The Individual Mandate Debate as a Replay of McDonald v. City of Chicago

The more I participate in discussions on the constitutionality of the indivdiual mandate, the more it feels to me like a replay of last year’s discussions on the Privileges or Immunities Clause on the road to McDonald v. City of Chicago.

In both cases, the issue is whether the Supreme Court will adopt limitations on the scope of government power that are greatly desired by libertarians and supported from an originalist perspective, but that Supreme Court doctrine hasn’t shown any particular sign of adopting as a a matter of constitutional law.
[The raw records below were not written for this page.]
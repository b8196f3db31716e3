//! End-to-end tests for the e-board VESC simulator.
//!
//! The scenarios in `tests/` assemble the full simulator (kinematic loop,
//! motor controller, command processor) over an in-memory transport and
//! drive it the way a rider-facing client would.
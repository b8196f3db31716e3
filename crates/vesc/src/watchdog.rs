//! Heartbeat watchdog.
//!
//! The client pings the controller periodically; silence means loss of
//! control authority, and a real VESC answers that by cutting power. The
//! simulator mirrors it with a hard process exit.

use std::sync::{Arc, Condvar, Mutex};
use std::time::{Duration, Instant};
use tracing::error;

/// Single-shot watchdog armed by the first heartbeat and re-armed by every
/// one after it. Expiry runs the configured action once.
pub struct HeartbeatWatchdog {
    timeout: Duration,
    inner: Arc<Inner>,
    on_expiry: Arc<dyn Fn() + Send + Sync>,
}

struct Inner {
    state: Mutex<State>,
    cv: Condvar,
}

#[derive(Default)]
struct State {
    generation: u64,
    armed: bool,
    cancelled: bool,
}

impl HeartbeatWatchdog {
    /// Production watchdog: expiry terminates the process with status 1,
    /// no graceful shutdown.
    pub fn new(timeout: Duration) -> Self {
        Self::with_action(timeout, || std::process::exit(1))
    }

    /// Watchdog with an injectable expiry action (tests observe a flag
    /// instead of dying).
    pub fn with_action(timeout: Duration, on_expiry: impl Fn() + Send + Sync + 'static) -> Self {
        Self {
            timeout,
            inner: Arc::new(Inner { state: Mutex::new(State::default()), cv: Condvar::new() }),
            on_expiry: Arc::new(on_expiry),
        }
    }

    /// Record a heartbeat: the first call arms the monitor, every later
    /// call pushes the deadline out by the full timeout.
    pub fn feed(&self) {
        let mut state = self.inner.state.lock().unwrap();
        state.generation += 1;
        if state.armed {
            self.inner.cv.notify_all();
            return;
        }
        state.armed = true;
        drop(state);

        let inner = Arc::clone(&self.inner);
        let timeout = self.timeout;
        let on_expiry = Arc::clone(&self.on_expiry);
        std::thread::Builder::new()
            .name("heartbeat-watchdog".into())
            .spawn(move || monitor(inner, timeout, on_expiry))
            .expect("spawn heartbeat watchdog thread");
    }

    /// Disarm without firing (shutdown path).
    pub fn cancel(&self) {
        let mut state = self.inner.state.lock().unwrap();
        state.cancelled = true;
        self.inner.cv.notify_all();
    }
}

fn monitor(inner: Arc<Inner>, timeout: Duration, on_expiry: Arc<dyn Fn() + Send + Sync>) {
    let mut state = inner.state.lock().unwrap();
    'armed: loop {
        let generation = state.generation;
        let deadline = Instant::now() + timeout;
        loop {
            if state.cancelled {
                return;
            }
            if state.generation != generation {
                // Heartbeat arrived; restart the countdown.
                continue 'armed;
            }
            let remaining = deadline.saturating_duration_since(Instant::now());
            if remaining.is_zero() {
                drop(state);
                error!(
                    timeout_sec = timeout.as_secs_f64(),
                    "heartbeat not received in time, terminating simulation"
                );
                on_expiry();
                return;
            }
            let (guard, _) = inner.cv.wait_timeout(state, remaining).unwrap();
            state = guard;
        }
    }
}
In both cases, much of the commentary in favor of the limitation seems aimed at fostering a sense of the legitimacy of those limitations with the hope that this will make it more likely for the Supreme Court to adopt them. In both cases, I find myself at odds with my co-bloggers on the likelihood that the Supreme Court would take that step — with my co-bloggers seeing it as a quite realistic possibility, and me seeing it as extremely unlikely. (In both cases, I saw it from the outset as a likely 8-1, with only Justice Thomas on board.) And in both cases, many commenters are extremely passionate about what they believe the correct constitutional answer must be — with commenters seemingly lining up in the same way on the two issues.

There are differences, of course. The debate over McDonald was more for law geeks than the public: It concerned the likelihood an argument would win in a known case, not even the result in that case, and it lacked the broad political movement that exists over the individual mandate. Still, I can’t avoid the sense of deja vu.